Holiday Gift Guide: Architecture Now! Houses: 2 by Philip Jodido

Say the word “house” and everyone creates their own mental picture. A place, perhaps, of comfort. Shelter. Even safety. And those are fine things, maybe even good things. But what we come to understand in Philip Jodido’s book, Architecture Now! Houses: 2, (Taschen) is that “house” can mean so much more.

Jodido brings us the idea -- not a new one, but still -- that “house” can be more than the sum of its parts. It can be all of the things we ever thought, but it can also be artform. It can be physical manifestation of personal expression. It can even be an earthly representation of spirit. It can be all of those things, Jodido teaches us. But it can also be less. And so together we explore: what are the elements of “house” and what are its limitations?

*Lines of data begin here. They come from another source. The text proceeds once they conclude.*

//! Core data model types for strandpress

mod hash;
mod node;

pub use hash::{Hash, HASH_HEX_LEN};
pub use node::{Components, NodeKind, PathEvent};
//! In-process ledger

use super::builder::plan_tree;
use super::Ledger;
use crate::model::{Components, Hash, PathEvent};
use crate::{Error, Result};
use parking_lot::RwLock;
use std::collections::HashMap;

#[derive(Default)]
struct State {
    nodes: HashMap<Hash, Components>,
    characters: HashMap<Hash, char>,
    payloads: HashMap<Hash, Vec<u8>>,
    next_index: u64,
}

/// A ledger held entirely in memory
#[derive(Default)]
pub struct MemoryLedger {
    state: RwLock<State>,
}

impl MemoryLedger {
    pub fn new() -> Self {
        Self::default()
    }

    /// Number of distinct nodes built so far
    pub fn node_count(&self) -> usize {
        self.state.read().nodes.len()
    }

    /// Number of nodes with a stored payload
    pub fn payload_count(&self) -> usize {
        self.state.read().payloads.len()
    }
}

impl Ledger for MemoryLedger {
    fn build_tree(&self, text: &str) -> Result<Vec<PathEvent>> {
        let plan = plan_tree(text)?;

        let mut state = self.state.write();
        for node in &plan.nodes {
            state.nodes.entry(node.hash).or_insert(node.components);
            if let Some(c) = node.character {
                state.characters.entry(node.hash).or_insert(c);
            }
        }
        let events = plan.into_events(&mut state.next_index);

        tracing::debug!(events = events.len(), "built tree in memory ledger");
        Ok(events)
    }

    fn components(&self, hash: &Hash) -> Result<Components> {
        self.state
            .read()
            .nodes
            .get(hash)
            .copied()
            .ok_or_else(|| Error::NotFound(format!("node {}", hash)))
    }

    fn character_for_hash(&self, hash: &Hash) -> Result<char> {
        self.state
            .read()
            .characters
            .get(hash)
            .copied()
            .ok_or_else(|| Error::NotFound(format!("leaf character for {}", hash)))
    }

    fn store_payload(&self, hash: &Hash, payload: &[u8]) -> Result<()> {
        let mut state = self.state.write();
        if !state.nodes.contains_key(hash) {
            return Err(Error::Ledger(format!("unknown node {}", hash)));
        }
        state.payloads.insert(*hash, payload.to_vec());
        Ok(())
    }

    fn fetch_payload(&self, hash: &Hash) -> Result<Vec<u8>> {
        self.state
            .read()
            .payloads
            .get(hash)
            .cloned()
            .ok_or_else(|| Error::NotFound(format!("payload for {}", hash)))
    }
}
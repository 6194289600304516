//! Configuration file
//!
//! Stored in ~/.config/strandpress/config.json. A missing file means
//! defaults; command line flags take precedence over anything loaded here.

use crate::{Error, Result};
use serde::{Deserialize, Serialize};
use std::path::{Path, PathBuf};

/// Default ledger file name
pub const DEFAULT_LEDGER_PATH: &str = "ledger.strand";

#[derive(Debug, Clone, PartialEq, Eq, Serialize, Deserialize)]
#[serde(default)]
pub struct Config {
    /// Ledger file used when none is given
    pub ledger_path: PathBuf,
    /// Key file used by `release` when none is given
    pub key_path: Option<PathBuf>,
    /// Default tracing filter
    pub log_level: String,
}

impl Default for Config {
    fn default() -> Self {
        Config {
            ledger_path: PathBuf::from(DEFAULT_LEDGER_PATH),
            key_path: None,
            log_level: "info".to_string(),
        }
    }
}

impl Config {
    /// Default location of the config file
    pub fn default_path() -> Result<PathBuf> {
        let config_dir = dirs::config_dir()
            .ok_or_else(|| Error::Config("Could not find config directory".into()))?;
        Ok(config_dir.join("strandpress").join("config.json"))
    }

    /// Load from the default location
    pub fn load_default() -> Result<Self> {
        Self::load(Self::default_path()?)
    }

    /// Load from `path`, or defaults if it does not exist
    pub fn load(path: impl AsRef<Path>) -> Result<Self> {
        let path = path.as_ref();
        if !path.exists() {
            return Ok(Config::default());
        }

        let content = std::fs::read_to_string(path)
            .map_err(|e| Error::Config(format!("Failed to read config: {}", e)))?;
        serde_json::from_str(&content)
            .map_err(|e| Error::Config(format!("Failed to parse config: {}", e)))
    }

    pub fn save(&self, path: impl AsRef<Path>) -> Result<()> {
        let path = path.as_ref();
        if let Some(parent) = path.parent() {
            std::fs::create_dir_all(parent)
                .map_err(|e| Error::Config(format!("Failed to create config dir: {}", e)))?;
        }

        let content = serde_json::to_string_pretty(self)
            .map_err(|e| Error::Config(format!("Failed to serialize config: {}", e)))?;
        std::fs::write(path, content)
            .map_err(|e| Error::Config(format!("Failed to write config: {}", e)))?;
        Ok(())
    }
}

#[cfg(test)]
mod tests {
    use super::*;
    use tempfile::tempdir;

    #[test]
    fn test_missing_file_gives_defaults() {
        let dir = tempdir().unwrap();
        let config = Config::load(dir.path().join("none.json")).unwrap();
        assert_eq!(config, Config::default());
    }

    #[test]
    fn test_save_and_load() {
        let dir = tempdir().unwrap();
        let path = dir.path().join("nested").join("config.json");
        let config = Config {
            ledger_path: PathBuf::from("/tmp/x.strand"),
            key_path: Some(PathBuf::from("/tmp/key.json")),
            log_level: "debug".into(),
        };

        config.save(&path).unwrap();
        assert_eq!(Config::load(&path).unwrap(), config);
    }

    #[test]
    fn test_partial_file_fills_defaults() {
        let dir = tempdir().unwrap();
        let path = dir.path().join("config.json");
        std::fs::write(&path, r#"{"log_level":"warn"}"#).unwrap();

        let config = Config::load(&path).unwrap();
        assert_eq!(config.log_level, "warn");
        assert_eq!(config.ledger_path, PathBuf::from(DEFAULT_LEDGER_PATH));
    }

    #[test]
    fn test_bad_json() {
        let dir = tempdir().unwrap();
        let path = dir.path().join("config.json");
        std::fs::write(&path, "{").unwrap();
        assert!(matches!(Config::load(&path), Err(Error::Config(_))));
    }
}
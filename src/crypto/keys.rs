//! secp256k1 key pairs and hex encodings

use crate::{Error, Result};
use k256::elliptic_curve::sec1::ToEncodedPoint;
use k256::{PublicKey, SecretKey};
use rand::rngs::OsRng;
use serde::{Deserialize, Serialize};
use std::path::Path;

/// Secret key length in bytes
pub const SECRET_KEY_LEN: usize = 32;
/// Uncompressed SEC1 public key length in bytes
pub const PUBLIC_KEY_LEN: usize = 65;

fn decode_hex(s: &str) -> Result<Vec<u8>> {
    let digits = s.trim().strip_prefix("0x").unwrap_or(s.trim());
    hex::decode(digits).map_err(|e| Error::InvalidKey(format!("bad hex: {}", e)))
}

/// A recipient key pair
#[derive(Clone)]
pub struct KeyPair {
    secret: SecretKey,
    public: PublicKey,
}

impl KeyPair {
    /// Generate a new random key pair
    pub fn generate() -> Self {
        let secret = SecretKey::random(&mut OsRng);
        let public = secret.public_key();
        KeyPair { secret, public }
    }

    /// Create a key pair from a hex-encoded secret key
    pub fn from_secret_hex(secret_hex: &str) -> Result<Self> {
        let bytes = decode_hex(secret_hex)?;
        if bytes.len() != SECRET_KEY_LEN {
            return Err(Error::InvalidKey(format!(
                "secret key must be {} bytes, got {}",
                SECRET_KEY_LEN,
                bytes.len()
            )));
        }
        let secret = SecretKey::from_slice(&bytes)
            .map_err(|_| Error::InvalidKey("secret key out of range".into()))?;
        let public = secret.public_key();
        Ok(KeyPair { secret, public })
    }

    /// Secret key as `0x`-prefixed hex
    pub fn secret_hex(&self) -> String {
        format!("0x{}", hex::encode(self.secret.to_bytes()))
    }

    /// Uncompressed public key as `0x`-prefixed hex
    pub fn public_hex(&self) -> String {
        public_key_to_hex(&self.public)
    }

    pub fn secret(&self) -> &SecretKey {
        &self.secret
    }

    pub fn public(&self) -> &PublicKey {
        &self.public
    }
}

impl std::fmt::Debug for KeyPair {
    fn fmt(&self, f: &mut std::fmt::Formatter<'_>) -> std::fmt::Result {
        f.debug_struct("KeyPair")
            .field("public", &self.public_hex())
            .finish_non_exhaustive()
    }
}

/// Parse a SEC1 public key (compressed or uncompressed) from hex
pub fn public_key_from_hex(hex_str: &str) -> Result<PublicKey> {
    let bytes = decode_hex(hex_str)?;
    PublicKey::from_sec1_bytes(&bytes)
        .map_err(|_| Error::InvalidKey("not a valid secp256k1 public key".into()))
}

/// Encode a public key as uncompressed `0x`-prefixed hex
pub fn public_key_to_hex(key: &PublicKey) -> String {
    format!("0x{}", hex::encode(key.to_encoded_point(false).as_bytes()))
}

/// On-disk form of a key pair
#[derive(Debug, Clone, Serialize, Deserialize)]
pub struct KeyFile {
    pub secret_key: String,
    pub public_key: String,
}

impl KeyFile {
    pub fn from_keys(keys: &KeyPair) -> Self {
        KeyFile {
            secret_key: keys.secret_hex(),
            public_key: keys.public_hex(),
        }
    }

    pub fn load(path: impl AsRef<Path>) -> Result<KeyPair> {
        let path = path.as_ref();
        let content = std::fs::read_to_string(path)
            .map_err(|e| Error::Config(format!("Failed to read key file {}: {}", path.display(), e)))?;
        let file: KeyFile = serde_json::from_str(&content)?;
        let keys = KeyPair::from_secret_hex(&file.secret_key)?;

        let stored = public_key_from_hex(&file.public_key)?;
        if &stored != keys.public() {
            return Err(Error::InvalidKey(
                "public key in key file does not match secret key".into(),
            ));
        }
        Ok(keys)
    }

    pub fn save(keys: &KeyPair, path: impl AsRef<Path>) -> Result<()> {
        let content = serde_json::to_string_pretty(&KeyFile::from_keys(keys))?;
        std::fs::write(path, content)?;
        Ok(())
    }
}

Since this book is the second in an ongoing series, Jodido comments on where houses are today as opposed to 2009 when the earlier book was published. In the new book, Jodido writes:
Because of their rapid construction cycle as compared to larger projects, houses are a veritable barometer of contemporary architecture, or even its future. A modernity that is not reductive, but rather builds on circumstances, sites, conditions, or sometimes just aesthetics is what is driving contemporary architecture today, and these houses demonstrate precisely that point.
Those who gift themselves or a loved one with a copy of Jodido’s book and who are doing so because they’re contemplating building a home will find some important lessons here, as well. If you’re in a position to build during an economic slow-down, Jodido instructs us, you may well find your buying power increased:
For those who hesitate to call on architect because of cost considerations, the current climate should encourage them to be demanding and to set precise limits in their own budget. With somewhat less work, even well-known architects may well be game to take on the challenge of cheaper creativity.
But though the text is interesting and considered and printed in both English and German, the stars of this particular show are the houses themselves. Houses gives us a voyeur’s eye view of some of the most creative and remarkable new houses in the world.

Highlights for me included Letterbox House in Blairgowie, Australia. It sprawls, wave-like, a wedge-shaped timber form. Dune House in Inner Mongolia, China, a concrete bunker of a sculpture whose interior and exterior would not have looked out of place in the original Star Wars movie. And the industrial elegance that is House in the Berkshires, an a-typical (for the region) confection of glass and steel. But, really: I must stop. So many of the houses included either take your breath away or make you think about what really is possible when you think about what is meant by that single word: house. It’s an extraordinary book. ◊

Aaron Blanton is a contributing editor to January Magazine. He’s currently working on a book based on his experiences as an American living abroad.